== Segment start ==

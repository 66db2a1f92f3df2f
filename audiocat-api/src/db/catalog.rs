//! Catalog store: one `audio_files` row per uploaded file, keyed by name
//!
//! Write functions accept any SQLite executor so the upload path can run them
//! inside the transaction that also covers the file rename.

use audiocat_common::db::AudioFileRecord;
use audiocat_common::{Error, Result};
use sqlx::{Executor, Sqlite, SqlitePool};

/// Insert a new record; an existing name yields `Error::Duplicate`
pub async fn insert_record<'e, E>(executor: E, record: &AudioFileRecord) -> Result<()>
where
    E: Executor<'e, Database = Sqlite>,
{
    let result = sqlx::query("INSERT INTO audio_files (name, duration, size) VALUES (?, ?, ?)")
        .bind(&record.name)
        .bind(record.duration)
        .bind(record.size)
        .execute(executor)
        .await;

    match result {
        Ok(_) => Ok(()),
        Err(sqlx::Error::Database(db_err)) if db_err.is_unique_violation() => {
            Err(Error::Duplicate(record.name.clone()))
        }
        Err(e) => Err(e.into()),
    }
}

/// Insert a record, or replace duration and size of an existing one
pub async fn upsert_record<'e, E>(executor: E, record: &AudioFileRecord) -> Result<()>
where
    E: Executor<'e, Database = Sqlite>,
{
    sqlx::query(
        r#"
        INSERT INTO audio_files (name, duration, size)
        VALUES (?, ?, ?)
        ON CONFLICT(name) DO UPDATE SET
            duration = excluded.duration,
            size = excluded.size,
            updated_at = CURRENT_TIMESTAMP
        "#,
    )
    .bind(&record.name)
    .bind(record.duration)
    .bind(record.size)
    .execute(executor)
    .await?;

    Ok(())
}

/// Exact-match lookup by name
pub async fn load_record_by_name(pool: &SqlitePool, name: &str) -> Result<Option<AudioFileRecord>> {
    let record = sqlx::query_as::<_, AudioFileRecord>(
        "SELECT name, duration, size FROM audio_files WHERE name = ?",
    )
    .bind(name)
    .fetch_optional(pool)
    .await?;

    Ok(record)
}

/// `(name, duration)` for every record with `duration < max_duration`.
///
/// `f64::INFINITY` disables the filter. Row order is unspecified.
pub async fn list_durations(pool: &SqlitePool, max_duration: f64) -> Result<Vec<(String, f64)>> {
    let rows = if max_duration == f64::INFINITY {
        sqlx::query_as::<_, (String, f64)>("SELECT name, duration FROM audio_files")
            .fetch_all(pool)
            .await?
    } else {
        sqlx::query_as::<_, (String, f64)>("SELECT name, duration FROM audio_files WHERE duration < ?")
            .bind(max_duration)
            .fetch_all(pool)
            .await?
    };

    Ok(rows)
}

== Segment end ==

Exercise aim: Reproduce the full listing word for word.

Finished task:
repository 66db2a1f92f3df2f
filename audiocat-api/src/db/catalog.rs
//! Catalog store: one `audio_files` row per uploaded file, keyed by name
//!
//! Write functions accept any SQLite executor so the upload path can run them
//! inside the transaction that also covers the file rename.

use audiocat_common::db::AudioFileRecord;
use audiocat_common::{Error, Result};
use sqlx::{Executor, Sqlite, SqlitePool};

/// Insert a new record; an existing name yields `Error::Duplicate`
pub async fn insert_record<'e, E>(executor: E, record: &AudioFileRecord) -> Result<()>
where
    E: Executor<'e, Database = Sqlite>,
{
    let result = sqlx::query("INSERT INTO audio_files (name, duration, size) VALUES (?, ?, ?)")
        .bind(&record.name)
        .bind(record.duration)
        .bind(record.size)
        .execute(executor)
        .await;

    match result {
        Ok(_) => Ok(()),
        Err(sqlx::Error::Database(db_err)) if db_err.is_unique_violation() => {
            Err(Error::Duplicate(record.name.clone()))
        }
        Err(e) => Err(e.into()),
    }
}

/// Insert a record, or replace duration and size of an existing one
pub async fn upsert_record<'e, E>(executor: E, record: &AudioFileRecord) -> Result<()>
where
    E: Executor<'e, Database = Sqlite>,
{
    sqlx::query(
        r#"
        INSERT INTO audio_files (name, duration, size)
        VALUES (?, ?, ?)
        ON CONFLICT(name) DO UPDATE SET
            duration = excluded.duration,
            size = excluded.size,
            updated_at = CURRENT_TIMESTAMP
        "#,
    )
    .bind(&record.name)
    .bind(record.duration)
    .bind(record.size)
    .execute(executor)
    .await?;

    Ok(())
}

/// Exact-match lookup by name
pub async fn load_record_by_name(pool: &SqlitePool, name: &str) -> Result<Option<AudioFileRecord>> {
    let record = sqlx::query_as::<_, AudioFileRecord>(
        "SELECT name, duration, size FROM audio_files WHERE name = ?",
    )
    .bind(name)
    .fetch_optional(pool)
    .await?;

    Ok(record)
}

/// `(name, duration)` for every record with `duration < max_duration`.
///
/// `f64::INFINITY` disables the filter. Row order is unspecified.
pub async fn list_durations(pool: &SqlitePool, max_duration: f64) -> Result<Vec<(String, f64)>> {
    let rows = if max_duration == f64::INFINITY {
        sqlx::query_as::<_, (String, f64)>("SELECT name, duration FROM audio_files")
            .fetch_all(pool)
            .await?
    } else {
        sqlx::query_as::<_, (String, f64)>("SELECT name, duration FROM audio_files WHERE duration < ?")
            .bind(max_duration)
            .fetch_all(pool)
            .await?
    };

    Ok(rows)
}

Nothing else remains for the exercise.